Le immagini più recenti del territorio nazionale ci restituiscono un quadro di relazioni tra insediamenti, infrastrutture e sistema ambientale complicato dalla logica incrementalista - e tutt’altro che pianificata - con cui si è creduto di rispondere alle domande di mobilità delle diverse parti del paese (Itaten, 1996; Secchi, 1995).

Questo, se ha permesso il soddisfacimento sostanziale del "bisogno di traffico" in molte aree, ha favorito una crescita quantitativa e "localmente incrementale" del sistema, rispondente ad approcci parziali, settoriali o occasionali, piuttosto che ad un’organizzazione incentrata su interazioni progettate e innovative tra territorio e trasporti.

L’esito complessivo di tali linee si è scontato spesso, oltre che in tendenze, allo squilibrio - non senza dannosi esuberi - ed alla obsolescenza dell’assetto, in un contributo del sistema di mobilità alla perdita di qualità ecomorfologica del territorio ed anche ad una "caduta di senso" complessivo nell’uso dello spazio.

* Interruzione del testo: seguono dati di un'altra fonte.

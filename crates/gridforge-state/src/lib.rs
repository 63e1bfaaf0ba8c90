//! Durable state storage for gridforge.
//!
//! The engine owns exactly one persisted artifact: the mapping from node to
//! last-committed contract ID, plus an opaque user-data blob (e.g. generated
//! network secrets). This crate stores that snapshot:
//!
//! - [`StateStore`]: the storage trait, swappable per backend
//! - [`JsonFileStore`]: a JSON file replaced atomically via
//!   write-to-temp-then-rename
//! - [`MemoryStore`]: an in-memory backend for tests
//!
//! # Example
//!
//! ```no_run
//! use gridforge_state::{JsonFileStore, StateSnapshot, StateStore};
//! use gridforge_core::{ContractId, NodeId};
//!
//! let store = JsonFileStore::new("/var/lib/gridforge/state.json");
//!
//! let mut snapshot = StateSnapshot::default();
//! snapshot.contracts.insert(NodeId::new(14), ContractId::new(7));
//! store.save(&snapshot).unwrap();
//! ```

#![forbid(unsafe_code)]
#![warn(missing_docs)]
#![warn(clippy::all)]
#![warn(clippy::pedantic)]

pub mod error;
pub mod file;
pub mod memory;
pub mod snapshot;

pub use error::{Result, StateError};
pub use file::JsonFileStore;
pub use memory::MemoryStore;
pub use snapshot::StateSnapshot;

/// The storage trait for the engine's durable snapshot.
///
/// `save` must be atomic from the caller's point of view: a crash during a
/// save never leaves a store whose `load` parses into a partial mapping.
/// Concurrent writers are not supported.
pub trait StateStore: Send + Sync {
    /// Load the current snapshot.
    ///
    /// A store that has never been written loads the empty snapshot.
    ///
    /// # Errors
    ///
    /// Returns an error if the backend fails or the stored data is corrupt.
    fn load(&self) -> Result<StateSnapshot>;

    /// Replace the stored snapshot wholesale.
    ///
    /// # Errors
    ///
    /// Returns an error if the backend fails; on error the previously
    /// stored snapshot remains intact.
    fn save(&self, snapshot: &StateSnapshot) -> Result<()>;
}

impl<S: StateStore + ?Sized> StateStore for std::sync::Arc<S> {
    fn load(&self) -> Result<StateSnapshot> {
        (**self).load()
    }

    fn save(&self, snapshot: &StateSnapshot) -> Result<()> {
        (**self).save(snapshot)
    }
}
//! Error types for the reconciliation engine.
//!
//! The engine normalizes ledger and node failures into its own kinds so
//! callers can distinguish, per node, what went wrong and whether the node's
//! working state advanced to "committed" or rolled back.

use std::collections::BTreeMap;
use std::fmt;

use gridforge_core::{ContractId, NodeId};
use gridforge_ledger::LedgerError;
use gridforge_node::NodeError;
use gridforge_state::StateError;
use thiserror::Error;

/// A result type using `EngineError`.
pub type Result<T> = std::result::Result<T, EngineError>;

/// Errors that can occur during reconciliation.
#[derive(Debug, Error)]
pub enum EngineError {
    /// A workload with this name already exists in the node's deployment.
    #[error("duplicate workload name {name:?} on node {node_id}")]
    DuplicateWorkloadName {
        /// The node whose deployment already holds the name.
        node_id: NodeId,
        /// The duplicate name.
        name: String,
    },

    /// The node could not be reached over the bus.
    #[error("node {node_id} unreachable: {reason}")]
    NodeUnreachable {
        /// The unreachable node.
        node_id: NodeId,
        /// The transport failure.
        reason: String,
    },

    /// The node responded but refused the deployment.
    #[error("node {node_id} rejected deployment: {reason}")]
    NodeRejected {
        /// The node that refused.
        node_id: NodeId,
        /// The node's refusal message.
        reason: String,
    },

    /// The ledger could not be reached or returned an unexpected failure.
    #[error("ledger unavailable: {0}")]
    LedgerUnavailable(String),

    /// A contract the engine expected to exist is gone from the ledger.
    #[error("contract not found: {0}")]
    ContractNotFound(ContractId),

    /// The identity could not authorize the ledger mutation.
    #[error("signature insufficient: {0}")]
    SignatureInsufficient(String),

    /// The durable state store failed.
    #[error("state store error: {0}")]
    Store(#[from] StateError),

    /// Multiple per-node failures from a commit or cancel cycle.
    #[error(transparent)]
    Aggregate(#[from] AggregateError),
}

impl EngineError {
    /// Normalize a node error, attributing it to `node_id`.
    #[must_use]
    pub fn from_node(node_id: NodeId, err: NodeError) -> Self {
        match err {
            e @ (NodeError::Unreachable { .. }
            | NodeError::Timeout { .. }
            | NodeError::UnknownNode(_)
            | NodeError::ResolveFailed { .. }) => Self::NodeUnreachable {
                node_id,
                reason: e.to_string(),
            },
            e @ (NodeError::Rejected { .. } | NodeError::Decode { .. }) => Self::NodeRejected {
                node_id,
                reason: e.to_string(),
            },
        }
    }

    /// Normalize a ledger error.
    #[must_use]
    pub fn from_ledger(err: LedgerError) -> Self {
        match err {
            LedgerError::ContractNotFound(id) => Self::ContractNotFound(id),
            LedgerError::SignatureInsufficient(msg) => Self::SignatureInsufficient(msg),
            LedgerError::AccountNotFound(twin) => {
                Self::SignatureInsufficient(format!("account not found for twin {twin}"))
            }
            e @ (LedgerError::NodeNotFound(_) | LedgerError::Unavailable(_)) => {
                Self::LedgerUnavailable(e.to_string())
            }
        }
    }
}

/// Per-node failures collected during a commit or cancel cycle.
///
/// Nodes absent from the map succeeded; their working state advanced. Nodes
/// present failed and were rolled back to "not yet committed" (commit) or
/// remain tracked (cancel).
#[derive(Debug)]
pub struct AggregateError {
    /// The failure for each failed node.
    pub errors: BTreeMap<NodeId, EngineError>,
}

impl AggregateError {
    /// Wrap a per-node error map.
    #[must_use]
    pub fn new(errors: BTreeMap<NodeId, EngineError>) -> Self {
        Self { errors }
    }

    /// The nodes that failed.
    #[must_use]
    pub fn failed_nodes(&self) -> Vec<NodeId> {
        self.errors.keys().copied().collect()
    }
}

impl fmt::Display for AggregateError {
    fn fmt(&self, f: &mut fmt::Formatter<'_>) -> fmt::Result {
        write!(f, "{} node(s) failed:", self.errors.len())?;
        for (node_id, error) in &self.errors {
            write!(f, " [node {node_id}: {error}]")?;
        }
        Ok(())
    }
}

impl std::error::Error for AggregateError {}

Di nuovo molte delle ricerche regionali Itaten registrano un acuirsi dei conflitti legati alle nuove domande di spostamento: grande scala contro piccola scala, flussi internazionali versus locali, domande degli abitanti vs. necessità produttive, domande funzionali vs. qualità morfologica: le opposizioni - non soltanto ambientaliste - a molte nuove proposte di infrastrutturazione possono assumersi come indicative di tali processi: si pensi soltanto all’Alta velocità che "attraversa e disastra" sistemi (infra)regionali e locali mentre privilegia i grandi collegamenti continentali.

Gli studi Itaten hanno sottolineato come la necessità di politiche tese al tentativo di composizione dei conflitti citati possa muovere da una visione in qualche modo "innovativa e differenziale" delle reti infrastrutturali, che svolgano in maniera "intelligente" la funzione di servizio ai grandi "corpi territoriali" riconoscibili oggi nel paese.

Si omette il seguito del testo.